We lost 5-1, somewhat unfortunately. A couple of weeks later we lost to a grumpy QPR
team by the same score, in a gale that made second half clearances come whizzing back without being
touched by the opposition. Both times, my presence on the pitch was as incongruous as
Craig Ramage in a monastery.
So there you are. The full, unabridged football career of a blind-as-a-pumpkin web site editor who
tried and failed.
Except that the tale doesn't end there. Twelve months later, a crowd of dozens saw
the Watford IFC team take on the Watford Veterans and that same web site editor was
playing against some of his heroes. Blimey.
How did that happen? Contact lenses, mainly. As previously noted, sight greatly
simplifies the game. Would Johnno be able to sweep those majestic passes out to Kennedy
on the wing if he couldn't actually see Kennedy on the wing? I suspect not.
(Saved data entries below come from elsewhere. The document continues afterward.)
//! In-memory collaborators. Used by tests, the simulator and benchmarks.

use std::collections::{BTreeMap, HashMap, HashSet};
use std::sync::atomic::{AtomicBool, Ordering};
use std::sync::{Arc, RwLock};

use anyhow::{Result, anyhow};

use crate::bracket::NodeId;
use crate::collaborators::{
    Collaborators, EliminationTracker, GroupStandingsProvider, MatchResults, PredictionStore,
    ResultEntry, ScoreLedger, StageGate,
};
use crate::error::{BracketError, BracketResult};
use crate::prediction::{MatchResult, Prediction, UserId, result_loser};

fn poisoned(what: &str) -> anyhow::Error {
    anyhow!("{what} lock poisoned")
}

#[derive(Debug, Default)]
pub struct MemoryStore {
    rows: RwLock<BTreeMap<(UserId, NodeId), Prediction>>,
}

impl MemoryStore {
    pub fn len(&self) -> usize {
        self.rows.read().map(|rows| rows.len()).unwrap_or(0)
    }

    pub fn is_empty(&self) -> bool {
        self.len() == 0
    }
}

impl PredictionStore for MemoryStore {
    fn load(&self, user: UserId, node: NodeId) -> Result<Option<Prediction>> {
        let rows = self.rows.read().map_err(|_| poisoned("prediction store"))?;
        Ok(rows.get(&(user, node)).cloned())
    }

    fn save(&self, prediction: &Prediction) -> Result<()> {
        let mut rows = self.rows.write().map_err(|_| poisoned("prediction store"))?;
        rows.insert((prediction.user, prediction.node), prediction.clone());
        Ok(())
    }

    fn load_user(&self, user: UserId) -> Result<Vec<Prediction>> {
        let rows = self.rows.read().map_err(|_| poisoned("prediction store"))?;
        Ok(rows
            .range((user, NodeId(0))..=(user, NodeId(u16::MAX)))
            .map(|(_, p)| p.clone())
            .collect())
    }

    fn users_at(&self, node: NodeId) -> Result<Vec<UserId>> {
        let rows = self.rows.read().map_err(|_| poisoned("prediction store"))?;
        Ok(rows
            .keys()
            .filter(|(_, n)| *n == node)
            .map(|(user, _)| *user)
            .collect())
    }

    fn delete_user(&self, user: UserId) -> Result<()> {
        let mut rows = self.rows.write().map_err(|_| poisoned("prediction store"))?;
        rows.retain(|(u, _), _| *u != user);
        Ok(())
    }
}

#[derive(Debug, Default)]
pub struct ResultBook {
    results: RwLock<HashMap<NodeId, MatchResult>>,
}

impl ResultBook {
    /// Records a decided fixture. Re-recording the same outcome is a no-op;
    /// a different winner is refused.
    pub fn record(&self, node: NodeId, slot1: &str, slot2: &str, winner: &str) -> BracketResult<()> {
        result_loser(slot1, slot2, winner)?;
        let mut results = self.results.write().map_err(|_| poisoned("result book"))?;
        if let Some(existing) = results.get(&node).and_then(|r| r.winner.clone()) {
            if existing == winner {
                return Ok(());
            }
            return Err(BracketError::ResultConflict {
                node,
                existing,
                attempted: winner.to_string(),
            });
        }
        results.insert(node, MatchResult::decided(slot1, slot2, winner));
        Ok(())
    }

    /// Fixes a fixture's contestants before it is played.
    pub fn set_teams(&self, node: NodeId, slot1: &str, slot2: &str) -> BracketResult<()> {
        let mut results = self.results.write().map_err(|_| poisoned("result book"))?;
        let entry = results.entry(node).or_default();
        if entry.is_decided() {
            return Ok(());
        }
        entry.slot1 = Some(slot1.to_string());
        entry.slot2 = Some(slot2.to_string());
        Ok(())
    }
}

impl MatchResults for ResultBook {
    fn result(&self, node: NodeId) -> Result<MatchResult> {
        let results = self.results.read().map_err(|_| poisoned("result book"))?;
        Ok(results.get(&node).cloned().unwrap_or_default())
    }
}

impl ResultEntry for ResultBook {
    fn enter_result(&self, node: NodeId, slot1: &str, slot2: &str, winner: &str) -> BracketResult<()> {
        self.record(node, slot1, slot2, winner)
    }
}

#[derive(Debug, Default)]
pub struct EliminationSet {
    teams: RwLock<HashSet<String>>,
}

impl EliminationTracker for EliminationSet {
    fn is_eliminated(&self, team: &str) -> Result<bool> {
        let teams = self.teams.read().map_err(|_| poisoned("elimination set"))?;
        Ok(teams.contains(team))
    }

    fn set_eliminated(&self, team: &str, eliminated: bool) -> Result<()> {
        let mut teams = self.teams.write().map_err(|_| poisoned("elimination set"))?;
        if eliminated {
            teams.insert(team.to_string());
        } else {
            teams.remove(team);
        }
        Ok(())
    }
}

#[derive(Debug, Default)]
pub struct MemoryLedger {
    totals: RwLock<HashMap<UserId, u32>>,
}

impl MemoryLedger {
    /// Totals sorted best first, ties by user id.
    pub fn leaderboard(&self) -> Vec<(UserId, u32)> {
        let Ok(totals) = self.totals.read() else {
            return Vec::new();
        };
        let mut rows: Vec<(UserId, u32)> = totals.iter().map(|(u, t)| (*u, *t)).collect();
        rows.sort_by(|a, b| b.1.cmp(&a.1).then(a.0.cmp(&b.0)));
        rows
    }
}

impl ScoreLedger for MemoryLedger {
    fn knockout_score(&self, user: UserId) -> Result<u32> {
        let totals = self.totals.read().map_err(|_| poisoned("score ledger"))?;
        Ok(totals.get(&user).copied().unwrap_or(0))
    }

    fn set_user_knockout_score(&self, user: UserId, total: u32) -> Result<()> {
        let mut totals = self.totals.write().map_err(|_| poisoned("score ledger"))?;
        totals.insert(user, total);
        Ok(())
    }
}

#[derive(Debug, Default)]
pub struct FixedGate(AtomicBool);

impl FixedGate {
    pub fn new(enforced: bool) -> Self {
        Self(AtomicBool::new(enforced))
    }

    pub fn set(&self, enforced: bool) {
        self.0.store(enforced, Ordering::SeqCst);
    }
}

impl StageGate for FixedGate {
    fn is_reachability_enforced(&self) -> bool {
        self.0.load(Ordering::SeqCst)
    }
}

#[derive(Debug, Default)]
pub struct MemoryStandings {
    places: RwLock<HashMap<(UserId, char, u8), String>>,
}

impl MemoryStandings {
    /// Stores a pick and returns the team it replaced.
    pub fn set_place(&self, user: UserId, group: char, position: u8, team: &str) -> Option<String> {
        let mut places = self.places.write().ok()?;
        places.insert((user, group.to_ascii_uppercase(), position), team.to_string())
    }
}

impl GroupStandingsProvider for MemoryStandings {
    fn get_place(&self, user: UserId, group: char, position: u8) -> Result<Option<String>> {
        let places = self.places.read().map_err(|_| poisoned("standings"))?;
        Ok(places
            .get(&(user, group.to_ascii_uppercase(), position))
            .cloned())
    }
}

/// All in-memory collaborators, kept as concrete handles so callers can seed
/// and inspect them directly.
#[derive(Debug, Clone, Default)]
pub struct MemoryBackend {
    pub predictions: Arc<MemoryStore>,
    pub results: Arc<ResultBook>,
    pub eliminations: Arc<EliminationSet>,
    pub gate: Arc<FixedGate>,
    pub ledger: Arc<MemoryLedger>,
    pub standings: Arc<MemoryStandings>,
}

impl MemoryBackend {
    pub fn new() -> Self {
        Self::default()
    }

    pub fn collaborators(&self) -> Collaborators {
        Collaborators {
            predictions: self.predictions.clone(),
            results: self.results.clone(),
            eliminations: self.eliminations.clone(),
            gate: self.gate.clone(),
            ledger: self.ledger.clone(),
            standings: self.standings.clone(),
        }
    }
}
Of course, even with strange bits of plastic shoved in my eyes, I've never swept a
majestic pass in my life - seeing is one thing, doing is another. But I have at least
managed to carve out a niche for myself - willing utility bloke, all jobs considered, no morning
kickoff too early - and the fact that I'm still not regarded as a total liability is the
source of some pride.
Playing against Luther Blissett, Kenny Jackett, Malcolm Allen, Jimmy Gilligan, Martin Patching and
Ian Richardson - two Watford legends, one more former international, three others with their
names etched into the club's history forever - is one hell of an end to my first year of
unprofessional football. God, I couldn't have imagined anything like that when I shambled
uselessly around that pitch at Arsenal. Not the winning goal in the FA Cup Final, admittedly, but the
fulfilment of a dream nonetheless.
I was a linesman in the first half. A bit of free advice - don't ever be a linesman,
it's a bloody nightmare. Of the decisions I made, at least two were utterly appalling -
I put my flag up, realised I shouldn't have and stuck by the first decision. Next time I
see a linesman making a howler, I'll visualise a giant thought bubble over his head - "BUGGER".
It is, as the cliche says, a difficult job. In the usual mailing list games, offside happens
more by accident than by design. The Veterans, in contrast, had something that could reasonably be
described as "an offside trap". One second, all was fine; the next, they'd stepped up and all was not
fine. No warning at all. I hereby propose, to make being a linesman less of a bloody
nightmare, that the "It's A Knockout" joker system is introduced for offside. One per half. It's a
brilliant idea, admit it.
Anyway, I was relieved of my dubious duties just after half-time. For just over thirty
minutes, I was on that pitch. If you were there, you're forgiven for not noticing - I was the one chasing
breathlessly around the midfield, still not ever touching the ball (I am, in manager-speak,
"an unselfish player").
As Adrian later commented, it was somewhere approaching hell on earth at the time, this
constant struggle to maintain respectability while the Veterans' strolled mercilessly
around - the fond memories would be formed upon reflection. Their passing and movement are just devastating, obviously - so many options, so much time
on the ball, so few unforced errors. In the midfield, Kenny Jackett and others re-invented
'piggy in the middle' on a football pitch; up front, so many chances were created that
misses were affordable.
We achieved respectability of sorts - 6-1 is only our record defeat by one goal - courtesy
of Karim's silky skills, the defence's commitment and some fine goalkeeping by Dr. Dave. Me? Well,
I don't think I totally disgraced myself and, in my own little way, I'm proud of that. I was stitched up
like a kipper for their fifth, mind....
So that's the story - from blind fumbling to Kenny Jackett in less than twelve
months. Yet another extraordinary experience that's come out of my involvement with Watford fans
on the Internet.
Do people really still believe that life in cyberspace is anti-social?